What this task involves - Among the records, how many lines contain "struct"? Only the number is needed.

Records contained in a dataset:

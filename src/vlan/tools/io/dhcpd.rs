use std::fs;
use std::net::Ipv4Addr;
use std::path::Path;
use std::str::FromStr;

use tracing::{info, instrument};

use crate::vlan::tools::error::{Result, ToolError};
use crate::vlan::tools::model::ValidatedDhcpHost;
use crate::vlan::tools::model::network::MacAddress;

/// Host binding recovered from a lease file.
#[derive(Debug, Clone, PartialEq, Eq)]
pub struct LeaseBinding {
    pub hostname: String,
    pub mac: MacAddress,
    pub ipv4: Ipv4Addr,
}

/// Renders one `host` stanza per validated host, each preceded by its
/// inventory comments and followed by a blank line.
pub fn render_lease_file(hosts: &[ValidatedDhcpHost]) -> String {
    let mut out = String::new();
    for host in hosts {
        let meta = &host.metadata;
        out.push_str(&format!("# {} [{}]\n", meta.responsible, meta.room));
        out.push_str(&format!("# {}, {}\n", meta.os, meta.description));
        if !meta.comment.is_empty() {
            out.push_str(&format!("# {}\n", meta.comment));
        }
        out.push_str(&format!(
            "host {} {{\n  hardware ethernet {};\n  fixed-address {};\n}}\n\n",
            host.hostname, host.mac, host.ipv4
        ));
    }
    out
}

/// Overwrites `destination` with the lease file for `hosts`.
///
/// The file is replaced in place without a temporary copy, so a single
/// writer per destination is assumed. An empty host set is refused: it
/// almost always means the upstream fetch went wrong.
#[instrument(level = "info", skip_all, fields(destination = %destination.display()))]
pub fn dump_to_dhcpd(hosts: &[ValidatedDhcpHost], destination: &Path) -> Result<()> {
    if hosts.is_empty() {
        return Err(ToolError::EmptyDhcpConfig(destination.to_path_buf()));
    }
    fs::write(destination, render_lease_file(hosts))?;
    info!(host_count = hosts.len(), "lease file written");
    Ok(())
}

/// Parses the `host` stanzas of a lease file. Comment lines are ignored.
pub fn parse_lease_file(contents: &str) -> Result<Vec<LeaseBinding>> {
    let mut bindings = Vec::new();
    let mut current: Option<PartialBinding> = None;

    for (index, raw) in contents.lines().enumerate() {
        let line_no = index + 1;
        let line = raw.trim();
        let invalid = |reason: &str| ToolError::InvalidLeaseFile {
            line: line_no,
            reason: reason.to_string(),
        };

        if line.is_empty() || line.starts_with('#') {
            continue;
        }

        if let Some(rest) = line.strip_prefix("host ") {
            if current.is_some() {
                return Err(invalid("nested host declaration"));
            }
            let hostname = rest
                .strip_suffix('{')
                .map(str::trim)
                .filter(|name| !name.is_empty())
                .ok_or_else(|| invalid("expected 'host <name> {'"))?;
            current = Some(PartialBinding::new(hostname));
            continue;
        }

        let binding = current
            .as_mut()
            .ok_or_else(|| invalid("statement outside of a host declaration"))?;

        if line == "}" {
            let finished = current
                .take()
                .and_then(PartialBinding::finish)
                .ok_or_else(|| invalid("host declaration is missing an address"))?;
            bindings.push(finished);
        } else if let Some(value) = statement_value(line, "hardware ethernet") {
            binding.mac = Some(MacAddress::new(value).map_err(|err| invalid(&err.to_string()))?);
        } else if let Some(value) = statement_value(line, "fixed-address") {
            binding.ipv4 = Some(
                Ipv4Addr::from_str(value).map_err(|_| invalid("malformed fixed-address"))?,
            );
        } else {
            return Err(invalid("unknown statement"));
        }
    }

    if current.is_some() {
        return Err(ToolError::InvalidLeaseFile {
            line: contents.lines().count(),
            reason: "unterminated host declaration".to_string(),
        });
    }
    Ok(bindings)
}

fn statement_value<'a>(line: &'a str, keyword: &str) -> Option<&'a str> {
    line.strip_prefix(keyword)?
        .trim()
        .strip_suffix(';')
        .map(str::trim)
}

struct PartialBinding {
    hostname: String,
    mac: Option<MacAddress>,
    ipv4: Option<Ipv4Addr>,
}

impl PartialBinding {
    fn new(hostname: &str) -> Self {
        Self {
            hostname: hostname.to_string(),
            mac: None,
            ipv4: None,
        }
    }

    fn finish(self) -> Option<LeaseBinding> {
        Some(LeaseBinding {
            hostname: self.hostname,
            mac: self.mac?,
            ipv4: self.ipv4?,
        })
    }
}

Output for this exercise - 2